Jak nie cisnę dużo szybciej niż to co zaleca Daniels to taki trening jest całkowicie do zrobienia bez większych problemów. Poszło sprawnie, fajnie wiało, miła temperatura... jak się okazało to był koniec komfortowej pogody.

Czwartek 18 lipca 2019
BS 12 km
-------------------------------------------------------
12 km / 1:10:43 / Tempo 5:53 / Tętno ---
-------------------------------------------------------
ETAP / DYSTANS / TEMPO
BS 12 km -
5:53
Zaplanowałem powrót po pracy do domu na własnych nogach. Przynajmniej większość trasy. Rano odwiedziłem siłownię, więc na starcie nie byłem całkowicie sprawny... do tego było już dosyć ciepławo.
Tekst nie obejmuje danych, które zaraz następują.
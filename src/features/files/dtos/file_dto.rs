use chrono::{DateTime, Utc};
use serde::{Deserialize, Serialize};
use utoipa::{IntoParams, ToSchema};
use uuid::Uuid;
use validator::Validate;

use crate::features::files::models::{File, NewFile};

/// Upload file request DTO for OpenAPI documentation
/// Note: This struct is for Swagger UI documentation only.
/// The actual handler uses axum's Multipart extractor directly.
#[derive(Debug, ToSchema)]
#[schema(rename_all = "camelCase")]
#[allow(dead_code)]
pub struct UploadFileDto {
    /// Calibration file (.xdf, .bin or .a2l)
    #[schema(format = Binary, content_media_type = "application/octet-stream")]
    pub file: String,
    #[schema(example = "E46")]
    pub bmw_model: String,
    #[schema(example = "M54")]
    pub motor: String,
    pub description: Option<String>,
}

/// Fields of a new file record, assembled from the multipart upload
#[derive(Debug, Clone, Validate)]
pub struct CreateFileDto {
    #[validate(length(min = 1, message = "originalName is required"))]
    pub original_name: String,

    #[validate(length(min = 1, message = "fileType is required"))]
    pub file_type: String,

    #[validate(length(min = 1, message = "bmwModel is required"))]
    pub bmw_model: String,

    #[validate(length(min = 1, message = "motor is required"))]
    pub motor: String,

    pub description: Option<String>,

    /// Measured from the received payload
    #[validate(range(min = 1, message = "fileSize must be at least 1 byte"))]
    pub file_size: u64,
}

impl From<CreateFileDto> for NewFile {
    fn from(dto: CreateFileDto) -> Self {
        Self {
            original_name: dto.original_name,
            file_type: dto.file_type,
            bmw_model: dto.bmw_model,
            motor: dto.motor,
            description: dto.description,
        }
    }
}

/// Response DTO for a stored file
#[derive(Debug, Clone, Serialize, Deserialize, ToSchema)]
#[serde(rename_all = "camelCase")]
pub struct FileResponseDto {
    pub id: Uuid,
    /// Storage name (`{id}-{originalName}`)
    pub filename: String,
    pub original_name: String,
    #[schema(example = "bin")]
    pub file_type: String,
    pub bmw_model: String,
    pub motor: String,
    pub description: Option<String>,
    /// Size of the payload in bytes
    pub file_size: u64,
    pub uploaded_at: DateTime<Utc>,
}

impl From<File> for FileResponseDto {
    fn from(f: File) -> Self {
        Self {
            id: f.id,
            filename: f.filename,
            original_name: f.original_name,
            file_type: f.file_type,
            bmw_model: f.bmw_model,
            motor: f.motor,
            description: f.description,
            file_size: f.file_size,
            uploaded_at: f.uploaded_at,
        }
    }
}

/// Query params for listing files
#[derive(Debug, Default, Deserialize, IntoParams)]
pub struct ListFilesQuery {
    /// Only return files for this BMW model (exact match)
    pub model: Option<String>,
}

/// Lowercase extension after the last '.', if the name has one
pub fn file_extension(file_name: &str) -> Option<String> {
    file_name
        .rsplit_once('.')
        .map(|(_, ext)| ext.to_lowercase())
}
Ale jakoś dociągnąłem zamykając pierwszy blok biegowy w tym tygodniu. Piątek odpoczynek i weekend dość obszerny.

Sobota 20 lipca 2019
BD 22 km
-------------------------------------------------------
22 km / 2:14:11 / Tempo 6:06 / Tętno ---
-------------------------------------------------------
ETAP / DYSTANS / TEMPO
BD 22 km -
6:06
Teraz spokojnie mogę się rozpisać na temat biegu bo ból jest świeży. Ból i utrata honoru - to było jedno z moich najgorszych długich wybiegań w mojej biegowej historii. Ale może najpierw prolog i tłumaczenia... siebie muszę wytłumaczyć, a właściwie swoją głupotę. Waga po wakacjach mnie przeraziła (dlatego się nią nie chwalę póki nie spadnie) i wziąłem się konkretnie za dietę. Tak na poważnie... tnę codziennie jakieś 400-500 kcal i do tego do zapotrzebowania energetycznego biorę tylko połowę spalonych kalorii. I tak od poniedziałku sobie wesoło trwam. Staram się dbać o odpowiednia ilość makro, ale ze wskazaniem na białko - węglowodany dostają po dupie. I w piątek po południu jakoś tak nawet nie zjadłem nic po godzinie 16. Nawet nie wypiłem zalecanej ilości płynów. Wstałem dzisiaj za późno na bieganie. Do tego wziąłem 0,75 litrową butelkę wody i na czczo poleciałem na trening. Właściwie jak zawsze. Biegło się spoko do 12 km. Nawet musiałem się hamować czasami bo zaczynałem biec tempem 5:40, a zależało mi na pilnowaniu tempa wolniejszego o 20 sekund. Powoli odczuwałem ciepło... słońce grzało już o godzinie 8, a ja krążyłem po Poznańskiej Betonozie. Zdarzające się niekiedy strefy zielenii dawały chwilowe ukojenie, ale Sahara nie odpuszczała. Woda też się szybciutko kończyła, a ja nawet karty ze sobą nie zabrałem. I tak po 12 km już było dość ciężko, ale walczyłem... walczyłem do 20 km. Woda się skończyła a ja przeszedłem w Gallowaya i na oparach dotarłem do domu. To było złe, naprawdę to był pierdzielony zły hardy trening, który pokazał, że jestem daleko w lesie. Mogę się pocieszać, że cierpienie uszlachetnia i tak dalej, ale dzisiaj dostałem wpierdziel. Koszulkę miałem całą mokrą już po 5 km, z czapki z daszkiem dosłownie mi kapało... a na wadze straciłem 3 kg. Jeszcze jedna taka nadzieja, a właściwie mój wymysł... że będzie z tego treningu pożytek... że biegłem na jakimś węglowodanowym głodzie... że to była kozacka sesja, która przyniesie korzyści podczas następnego Longa... ale bez jaj... 22 km to ja latałem w swojej historii mnóstwo razy i nigdy nie miałem takich przypałów. Jutro z rana planuje lekki bieg regeneracyjny... 6 kilometrów, nie więcej.